• **Assignment**:
Filter the entries for lines with the word "Some".

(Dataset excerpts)

// Registry of loaded custom characters

use super::loader::{CharacterPackage, LoadError, PackageLoader};
use crate::engine::assets::AssetResolver;
use log::{error, info, warn};
use std::collections::HashMap;
use std::path::{Path, PathBuf};

/// Registry errors, recorded per file during a load batch
#[derive(Debug, thiserror::Error)]
pub enum RegistryError {
    #[error(transparent)]
    Load(#[from] LoadError),

    #[error("Duplicate character name '{name}': first at {first}, second at {second}")]
    DuplicateName {
        name: String,
        first: PathBuf,
        second: PathBuf,
    },

    #[error("Failed to access character directory {path}: {source}")]
    Io {
        path: PathBuf,
        #[source]
        source: std::io::Error,
    },
}

/// Outcome of a load batch
#[derive(Debug, Default)]
pub struct LoadSummary {
    /// Directory that was searched
    pub directory: PathBuf,
    /// Whether the directory had to be created
    pub created_directory: bool,
    /// Names registered by this batch, in load order
    pub loaded: Vec<String>,
    /// Per-file failures; none of them stop the batch
    pub errors: Vec<RegistryError>,
}

impl LoadSummary {
    pub fn loaded_count(&self) -> usize {
        self.loaded.len()
    }

    pub fn error_count(&self) -> usize {
        self.errors.len()
    }
}

/// Name-keyed store of loaded character packages
///
/// Filled by `load_all` during startup and read-only afterwards.
/// Name collisions keep the first package and report `DuplicateName`.
#[derive(Debug, Default)]
pub struct CharacterRegistry {
    characters: HashMap<String, CharacterPackage>,
    sources: HashMap<String, PathBuf>,
}

impl CharacterRegistry {
    pub fn new() -> Self {
        Self::default()
    }

    /// Load every package file in `directory`, one file at a time
    ///
    /// A missing directory is created and yields an empty batch.
    pub async fn load_all(
        &mut self,
        loader: &PackageLoader,
        directory: &Path,
        extension: &str,
    ) -> LoadSummary {
        let mut summary = LoadSummary {
            directory: directory.to_path_buf(),
            ..LoadSummary::default()
        };

        info!("Searching for characters in {}...", directory.display());

        if !tokio::fs::try_exists(directory).await.unwrap_or(false) {
            match tokio::fs::create_dir_all(directory).await {
                Ok(()) => {
                    summary.created_directory = true;
                    warn!("No characters found! Created {}", directory.display());
                }
                Err(source) => {
                    error!("Failed to create {}: {}", directory.display(), source);
                    summary.errors.push(RegistryError::Io {
                        path: directory.to_path_buf(),
                        source,
                    });
                }
            }
            return summary;
        }

        let files = match Self::package_files(directory, extension).await {
            Ok(files) => files,
            Err(source) => {
                error!("Failed to list {}: {}", directory.display(), source);
                summary.errors.push(RegistryError::Io {
                    path: directory.to_path_buf(),
                    source,
                });
                return summary;
            }
        };

        if files.is_empty() {
            warn!("No characters found!");
            return summary;
        }

        for path in files {
            info!("Loading character in file {}", path.display());

            let result = match loader.load(&path).await {
                Ok(package) => match self.duplicate_of(package.name(), &path) {
                    Some(err) => {
                        // The rejected package never enters the registry, so release it now
                        package.unload(loader.resolver().as_ref());
                        Err(err)
                    }
                    None => self.insert(package, &path),
                },
                Err(e) => Err(e.into()),
            };

            match result {
                Ok(name) => summary.loaded.push(name),
                Err(e) => {
                    error!("Failed to load character file, error: {}", e);
                    summary.errors.push(e);
                }
            }
        }

        info!(
            "Loaded {} characters ({} failed) from {}",
            summary.loaded_count(),
            summary.error_count(),
            directory.display()
        );
        summary
    }

    /// Package files in a directory, sorted by path
    async fn package_files(directory: &Path, extension: &str) -> std::io::Result<Vec<PathBuf>> {
        let mut files = Vec::new();
        let mut entries = tokio::fs::read_dir(directory).await?;

        while let Some(entry) = entries.next_entry().await? {
            let path = entry.path();
            let matches_extension = path
                .extension()
                .map(|ext| ext.to_string_lossy().eq_ignore_ascii_case(extension))
                .unwrap_or(false);

            if matches_extension && entry.file_type().await?.is_file() {
                files.push(path);
            }
        }

        files.sort();
        Ok(files)
    }

    fn duplicate_of(&self, name: &str, source: &Path) -> Option<RegistryError> {
        self.sources
            .get(name)
            .map(|first| RegistryError::DuplicateName {
                name: name.to_string(),
                first: first.clone(),
                second: source.to_path_buf(),
            })
    }

    /// Register a package; the first package with a given name wins
    ///
    /// A rejected package is dropped without releasing its resources.
    /// `load_all` releases them through its loader.
    pub fn insert(
        &mut self,
        package: CharacterPackage,
        source: &Path,
    ) -> Result<String, RegistryError> {
        let name = package.name().to_string();

        if let Some(err) = self.duplicate_of(&name, source) {
            return Err(err);
        }

        self.sources.insert(name.clone(), source.to_path_buf());
        self.characters.insert(name.clone(), package);
        Ok(name)
    }

    /// Get a character by name
    pub fn get(&self, name: &str) -> Option<&CharacterPackage> {
        self.characters.get(name)
    }

    pub fn contains(&self, name: &str) -> bool {
        self.characters.contains_key(name)
    }

    /// File a character was loaded from
    pub fn source(&self, name: &str) -> Option<&Path> {
        self.sources.get(name).map(PathBuf::as_path)
    }

    /// Registered names in sorted order
    pub fn names(&self) -> Vec<&str> {
        let mut names: Vec<&str> = self.characters.keys().map(String::as_str).collect();
        names.sort_unstable();
        names
    }

    pub fn len(&self) -> usize {
        self.characters.len()
    }

    pub fn is_empty(&self) -> bool {
        self.characters.is_empty()
    }

    /// Remove every package and release its resources
    pub fn unload_all(&mut self, resolver: &dyn AssetResolver) {
        self.sources.clear();
        for (_, package) in self.characters.drain() {
            package.unload(resolver);
        }
    }
}
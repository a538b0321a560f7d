// Host-facing interface of a player that can receive a custom character

use super::animation::{ActionStateAnim, GameplayMode};
use super::content::CustomContentHolder;
use super::customize::CustomizeError;
use crate::engine::assets::{AnimationController, Prefab};
use glam::Vec3;
use std::sync::Arc;

/// Suffix hosts commonly append to the names of instantiated objects
pub const DEFAULT_INSTANTIATION_SUFFIX: &str = "(Clone)";

/// Shared rendering material
#[derive(Debug, Clone, PartialEq, Eq)]
pub struct Material {
    pub name: String,
}

impl Material {
    pub fn new(name: impl Into<String>) -> Self {
        Self { name: name.into() }
    }
}

/// A sprite-rendering component
#[derive(Debug, Clone, PartialEq)]
pub struct SpriteRenderer {
    /// Path of the renderer inside its subtree
    pub path: String,
    pub material: Option<Material>,
    pub enabled: bool,
}

impl SpriteRenderer {
    pub fn new(path: impl Into<String>) -> Self {
        Self {
            path: path.into(),
            material: None,
            enabled: true,
        }
    }
}

/// Content instantiated from a spawnable prefab
#[derive(Debug, Clone, PartialEq)]
pub struct SpawnedContent {
    pub name: String,
    pub local_scale: Vec3,
    /// Every sprite renderer in the content's subtree
    pub sprite_renderers: Vec<SpriteRenderer>,
}

impl SpawnedContent {
    /// Build content for a prefab, named the way the host names instances
    pub fn instantiate(prefab: &Prefab, suffix: &str) -> Self {
        Self {
            name: format!("{}{}", prefab.name, suffix),
            local_scale: Vec3::ONE,
            sprite_renderers: prefab
                .sprite_renderers
                .iter()
                .map(SpriteRenderer::new)
                .collect(),
        }
    }
}

/// Animation state of a player: per-mode action states and the flip flag
pub trait TargetAnimationState {
    fn set_action_state(&mut self, mode: GameplayMode, anim: ActionStateAnim);

    fn action_state(&self, mode: GameplayMode) -> &ActionStateAnim;

    /// Whether the player's sprite is currently flipped horizontally
    fn sprite_flip_x(&self) -> bool;
}

/// A live player that a custom character can be applied to
pub trait CustomizationTarget: TargetAnimationState {
    /// Suffix the host appends to instantiated object names
    fn instantiation_suffix(&self) -> &str {
        DEFAULT_INSTANTIATION_SUFFIX
    }

    /// Instantiate a prefab as a child of the player's visual root
    fn instantiate(&mut self, prefab: &Prefab) -> SpawnedContent;

    /// The player's custom content holder, created if absent
    fn content_holder(&mut self) -> &mut CustomContentHolder;

    /// Install a controller on the player's in-host animator
    fn install_controller(
        &mut self,
        controller: Arc<AnimationController>,
    ) -> Result<(), CustomizeError>;

    /// Material of the player's base sprite renderer, if it has one
    fn base_sprite_material(&self) -> Option<Material>;

    /// Re-run animator initialization so new bindings take effect
    fn reinitialize_animator(&mut self);

    fn set_base_sprite_enabled(&mut self, enabled: bool);

    /// Mirror the sprite flip flag onto custom content, once per frame
    ///
    /// Returns whether the content was updated.
    fn sync_content(&mut self) -> bool {
        let flip_x = self.sprite_flip_x();
        self.content_holder().tick(flip_x)
    }
}

#[cfg(test)]
mod tests {
    use super::*;

    #[test]
    fn test_instantiate_content() {
        let prefab = Prefab {
            name: "RoboPrefab".into(),
            sprite_renderers: vec!["Body".into(), "Body/Head".into()],
        };

        let content = SpawnedContent::instantiate(&prefab, DEFAULT_INSTANTIATION_SUFFIX);
        assert_eq!(content.name, "RoboPrefab(Clone)");
        assert_eq!(content.local_scale, Vec3::ONE);
        assert_eq!(content.sprite_renderers.len(), 2);
        assert!(content.sprite_renderers.iter().all(|r| r.enabled && r.material.is_none()));
    }
}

• **Solved exercise**:
                    Some(err) => {
        while let Some(entry) = entries.next_entry().await? {
        if let Some(err) = self.duplicate_of(&name, source) {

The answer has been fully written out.